Advertisement

‘Amnesty Woes Snag Trade’

Share

Well, we did it . . . and already we’re regretting it.

After Howard Ezell and his INS alarmists convinced Congress America was being “invaded” by illegal aliens, Congress passed a tough new law cracking down on employers hiring undocumented job seekers.

Now, it turns out, the only ones we’ve hurt are ourselves. California farmers can’t harvest their fruit for want of workers, L.A.’s garment industry is cutting output and working mothers cannot find affordable live-in help. Yes, we cracked down, all right--on the very workers that have helped this state to prosper.

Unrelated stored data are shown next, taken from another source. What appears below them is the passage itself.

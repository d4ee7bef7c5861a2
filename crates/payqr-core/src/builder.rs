//! EMVCo merchant-presented payload builder
//!
//! Produces `{tag}{len}{value}` groups in the fixed order wallets expect and
//! seals the payload with the CRC group `6304XXXX`.

use crate::config::{PaymentDetails, PaymentQrConfig};
use crate::crc::checksum_hex;
use crate::currency;
use crate::tlv::TlvWriter;
use crate::PaymentError;

/// Maximum characters kept for the merchant name (59) and reference (62/01).
pub const MAX_TEXT_FIELD: usize = 25;

const PAYLOAD_FORMAT_INDICATOR: &str = "01";
/// Always "12": the payload carries a fixed amount.
const POINT_OF_INITIATION: &str = "12";
const MERCHANT_CATEGORY_CODE: &str = "0000";
const MERCHANT_CITY: &str = "UNKNOWN";
const UPI_AID: &str = "com.upi";
const PAYNOW_AID: &str = "SG.PAYNOW";
const CRC_HEADER: &str = "6304";

pub mod tags {
    pub const PAYLOAD_FORMAT: &str = "00";
    pub const POINT_OF_INITIATION: &str = "01";
    pub const MERCHANT_ACCOUNT: &str = "26";
    pub const MERCHANT_CATEGORY: &str = "52";
    pub const CURRENCY: &str = "53";
    pub const AMOUNT: &str = "54";
    pub const COUNTRY: &str = "58";
    pub const MERCHANT_NAME: &str = "59";
    pub const MERCHANT_CITY: &str = "60";
    pub const ADDITIONAL_DATA: &str = "62";
    pub const CRC: &str = "63";

    /// Bill/reference number inside tag 62
    pub const REFERENCE: &str = "01";
}

/// PayNow proxy types (tag 26 / 01)
#[derive(Debug, Clone, Copy, PartialEq, Eq)]
pub enum ProxyType {
    Mobile,
    Uen,
}

impl ProxyType {
    /// UEN-style ids are 9 digits followed by one uppercase letter.
    pub fn detect(payee_id: &str) -> Self {
        let bytes = payee_id.as_bytes();
        let is_uen = bytes.len() == 10
            && bytes[..9].iter().all(u8::is_ascii_digit)
            && bytes[9].is_ascii_uppercase();
        if is_uen {
            ProxyType::Uen
        } else {
            ProxyType::Mobile
        }
    }

    fn code(&self) -> &'static str {
        match self {
            ProxyType::Mobile => "0",
            ProxyType::Uen => "2",
        }
    }
}

/// Builds the payload for `config`.
///
/// `ref_id` takes precedence over the config's bill number as the tag 62
/// reference.
pub fn build_payload(config: &PaymentQrConfig, ref_id: Option<&str>) -> Result<String, PaymentError> {
    let details = config.details();
    let amount = validate(details)?;

    let mut payload = TlvWriter::new();
    payload
        .append_field(tags::PAYLOAD_FORMAT, PAYLOAD_FORMAT_INDICATOR)?
        .append_field(tags::POINT_OF_INITIATION, POINT_OF_INITIATION)?;

    let account = merchant_account(config)?;
    payload
        .append_nested(tags::MERCHANT_ACCOUNT, &account)?
        .append_field(tags::MERCHANT_CATEGORY, MERCHANT_CATEGORY_CODE)?
        .append_field(tags::CURRENCY, currency::numeric_code(&details.currency))?
        .append_field(tags::AMOUNT, &format_amount(amount))?
        .append_field(tags::COUNTRY, &details.country_code.to_uppercase())?
        .append_field(tags::MERCHANT_NAME, &truncate(&details.payee_name, MAX_TEXT_FIELD))?
        .append_field(tags::MERCHANT_CITY, MERCHANT_CITY)?;

    if let Some(reference) = reference(details, ref_id) {
        let mut additional = TlvWriter::new();
        additional.append_field(tags::REFERENCE, &truncate(reference, MAX_TEXT_FIELD))?;
        payload.append_nested(tags::ADDITIONAL_DATA, &additional)?;
    }

    payload.append_raw(CRC_HEADER);
    let crc = checksum_hex(payload.as_str());
    payload.append_raw(&crc);

    let payload = payload.finish();
    log::debug!("Built {} payload ({} chars)", config.scheme(), payload.chars().count());
    Ok(payload)
}

/// The reference that ends up in tag 62: explicit `ref_id`, else the bill number.
pub(crate) fn reference<'a>(details: &'a PaymentDetails, ref_id: Option<&'a str>) -> Option<&'a str> {
    ref_id
        .or(details.bill_number.as_deref())
        .filter(|r| !r.is_empty())
}

/// Checks required fields and returns the parsed amount.
fn validate(details: &PaymentDetails) -> Result<f64, PaymentError> {
    if details.payee_id.trim().is_empty() {
        return Err(PaymentError::Validation("Missing payeeId".into()));
    }
    if details.payee_name.trim().is_empty() {
        return Err(PaymentError::Validation("Missing payeeName".into()));
    }
    parse_amount(&details.amount)
}

/// Parses a positive, finite decimal amount.
pub(crate) fn parse_amount(raw: &str) -> Result<f64, PaymentError> {
    let amount: f64 = raw
        .trim()
        .parse()
        .map_err(|_| PaymentError::Validation(format!("Invalid amount {:?}", raw)))?;
    if !amount.is_finite() || amount <= 0.0 {
        return Err(PaymentError::Validation(format!("Invalid amount {:?}", raw)));
    }
    Ok(amount)
}

/// Two-decimal amount, ties rounded away from zero.
///
/// The exact decimal expansion of the binary value decides the rounding, so
/// `10.125` (exact) becomes `10.13` while `1.005` (stored just below) stays `1.00`.
pub(crate) fn format_amount(amount: f64) -> String {
    let exact = format!("{:.40}", amount);
    let (int, frac) = exact.split_once('.').unwrap_or((exact.as_str(), ""));
    let frac = format!("{:0<3}", frac);

    let mut digits: Vec<u8> = int.bytes().chain(frac.bytes().take(2)).collect();
    if frac.as_bytes()[2] >= b'5' {
        let mut carry = true;
        for d in digits.iter_mut().rev() {
            if *d == b'9' {
                *d = b'0';
            } else {
                *d += 1;
                carry = false;
                break;
            }
        }
        if carry {
            digits.insert(0, b'1');
        }
    }

    let split = digits.len() - 2;
    let (whole, cents) = digits.split_at(split);
    format!(
        "{}.{}",
        String::from_utf8_lossy(whole),
        String::from_utf8_lossy(cents)
    )
}

fn merchant_account(config: &PaymentQrConfig) -> Result<TlvWriter, PaymentError> {
    let mut account = TlvWriter::new();
    match config {
        PaymentQrConfig::Upi(upi) => {
            let vpa: String = upi.details.payee_id.chars().filter(|c| !c.is_whitespace()).collect();
            account
                .append_field("00", UPI_AID)?
                .append_field("01", &vpa)?;
        }
        PaymentQrConfig::PayNow(paynow) => {
            let payee_id = &paynow.details.payee_id;
            let proxy: String = payee_id
                .chars()
                .filter(|c| !c.is_whitespace() && *c != '+')
                .collect();
            // "1" locks the amount, "0" lets the payer change it
            let editable = if paynow.editable_amount == Some(true) { "0" } else { "1" };
            account
                .append_field("00", PAYNOW_AID)?
                .append_field("01", ProxyType::detect(payee_id).code())?
                .append_field("02", &proxy)?
                .append_field("03", editable)?;
        }
    }
    Ok(account)
}

fn truncate(value: &str, max_chars: usize) -> String {
    value.chars().take(max_chars).collect()
}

Sure, employers could raise wages high enough to attract legal workers (would U.S. citizens really be willing to pick strawberries at any rate?). Will consumers, however, be willing or able to pay the higher prices that must result? Not to mention foreign markets, which yearly buy huge amounts of California produce--as long as it is reasonably priced. Certainly this new law will make our trade deficit even worse--at the very time our farms and factories need every competitive edge that they can muster.

Advertisement

As food costs rise, farmers go under, factories relocate abroad and career women are jailed for hiring “illegal” live-ins to watch their children (under the law, this can happen), we must ask ourselves--is anyone really benefitting from employer sanctions?

About the only people benefitting will be bureaucrats and lawyers . . . and California already has more than enough of those!